As well, Jewish groups want some form of restitution for the property of millions of Jews who died with no heirs because their whole families were wiped out. Polish law doesn’t recognize such a community right, as people who die with no heirs lose their property to the state.

“I will never sign a bill which says that we will treat the inheritance of people from one ethnic group more favorably than from others,” Duda said this week, adding: “Let the one who started the war pay compensation.”

The question troubles Poland’s relations with the U.S. and Israel, both close Polish allies. The U.S. Congress passed the Justice for Uncompensated Survivors Today (JUST) Act in 2018, under which the U.S. State Department has to report on progress made on property restitution in 47 European countries, including Poland.

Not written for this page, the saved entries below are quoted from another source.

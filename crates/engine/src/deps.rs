// SPDX-License-Identifier: BUSL-1.1
// Copyright (c) 2026 Alfred Jean LLC

//! Python dependency materialization.
//!
//! Packages are installed into a per-app cache directory with a short-lived
//! installer container (`pip install --target`), then bind-mounted
//! read-only into the application container. A cache whose requirements
//! have not changed is reused without reinstalling.

use std::path::PathBuf;
use std::sync::Arc;

use sdv_core::{AppId, Application, Dependency, DependencyKind, RuntimeError};
use sdv_storage::Store;

use crate::docker::ContainerEngine;
use crate::paths::StoragePaths;

/// Image used for the installer container.
const PIP_IMAGE: &str = "python:3.11-slim";
/// Requirements manifest kept next to the installed packages.
const MANIFEST: &str = "requirements.txt";

/// Ensure the app's python dependencies are installed.
///
/// Returns the cache directory to mount, or `None` when the app declares no
/// dependencies. Declared packages are recorded in the store either way.
pub async fn materialize(
    engine: &Arc<dyn ContainerEngine>,
    store: &Store,
    paths: &StoragePaths,
    app: &Application,
) -> Result<Option<PathBuf>, RuntimeError> {
    record_declared(store, app)?;
    if app.python_deps.is_empty() {
        return Ok(None);
    }

    let cache_dir = paths.deps_dir(&app.id);
    let manifest = cache_dir.join(MANIFEST);
    let wanted = app.python_deps.join("\n");

    if let Ok(existing) = std::fs::read_to_string(&manifest) {
        if existing == wanted {
            tracing::debug!(app_id = %app.id, "dependency cache hit");
            return Ok(Some(cache_dir));
        }
        // Requirements changed: re-resolve from scratch.
        let _ = std::fs::remove_dir_all(&cache_dir);
    }

    std::fs::create_dir_all(&cache_dir)
        .map_err(|e| RuntimeError::Transient(format!("dependency dir: {e}")))?;

    install(engine, &app.id, &cache_dir, &app.python_deps).await?;

    std::fs::write(&manifest, wanted)
        .map_err(|e| RuntimeError::Transient(format!("dependency manifest: {e}")))?;
    Ok(Some(cache_dir))
}

fn record_declared(store: &Store, app: &Application) -> Result<(), RuntimeError> {
    for spec in &app.python_deps {
        let (name, version_spec) = split_specifier(spec);
        store.record_dependency(&Dependency {
            app_id: app.id.clone(),
            kind: DependencyKind::PythonPkg,
            name: name.to_string(),
            version_spec: version_spec.map(str::to_string),
            resolved_version: None,
        })?;
    }
    for path in &app.vehicle_signals {
        store.record_dependency(&Dependency {
            app_id: app.id.clone(),
            kind: DependencyKind::VehicleSignal,
            name: path.clone(),
            version_spec: None,
            resolved_version: None,
        })?;
    }
    Ok(())
}

async fn install(
    engine: &Arc<dyn ContainerEngine>,
    app_id: &AppId,
    cache_dir: &std::path::Path,
    specs: &[String],
) -> Result<(), RuntimeError> {
    let mut tokens: Vec<String> = vec![
        "run".to_string(),
        "--rm".to_string(),
        "-v".to_string(),
        format!("{}:/deps", cache_dir.display()),
        PIP_IMAGE.to_string(),
        "pip".to_string(),
        "install".to_string(),
        "--no-cache-dir".to_string(),
        "--target".to_string(),
        "/deps".to_string(),
    ];
    tokens.extend(specs.iter().cloned());

    tracing::info!(%app_id, packages = specs.len(), "installing python dependencies");
    engine.run_cli(&tokens).await.map_err(|e| {
        RuntimeError::Engine(format!("dependency install for {app_id} failed: {e}"))
    })?;
    Ok(())
}

/// Split `requests>=2.31` into name and version spec.
fn split_specifier(spec: &str) -> (&str, Option<&str>) {
    let boundary = spec
        .find(|c: char| ['=', '>', '<', '~', '!', '['].contains(&c))
        .unwrap_or(spec.len());
    let (name, rest) = spec.split_at(boundary);
    let name = name.trim();
    let rest = rest.trim();
    (name, (!rest.is_empty()).then_some(rest))
}

#[cfg(test)]
#[path = "deps_tests.rs"]
mod tests;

Last year, U.S. senators signed a letter demanding Secretary of State Mike Pompeo “act boldly” on the issue.

The PiS government promised to pass a property restitution law, but like its predecessors balked at the cost.

The issue was seized on by Krzysztof Bosak, a right-wing candidate who scored 6.8 percent of the vote in the first round of the presidential election held June 28.

He insisted that Poland “will not pay reparations for World War II,” adding: “In a legal sense, Jewish claims aren’t any sort of ‘compensation,’ and only an attempt at a capital transfer.”

Both Duda and Trzaskowski are trying to lure Bosak’s voters, with the Warsaw mayor appealing to their economic liberalism, while Duda plays up their common nationalistic views.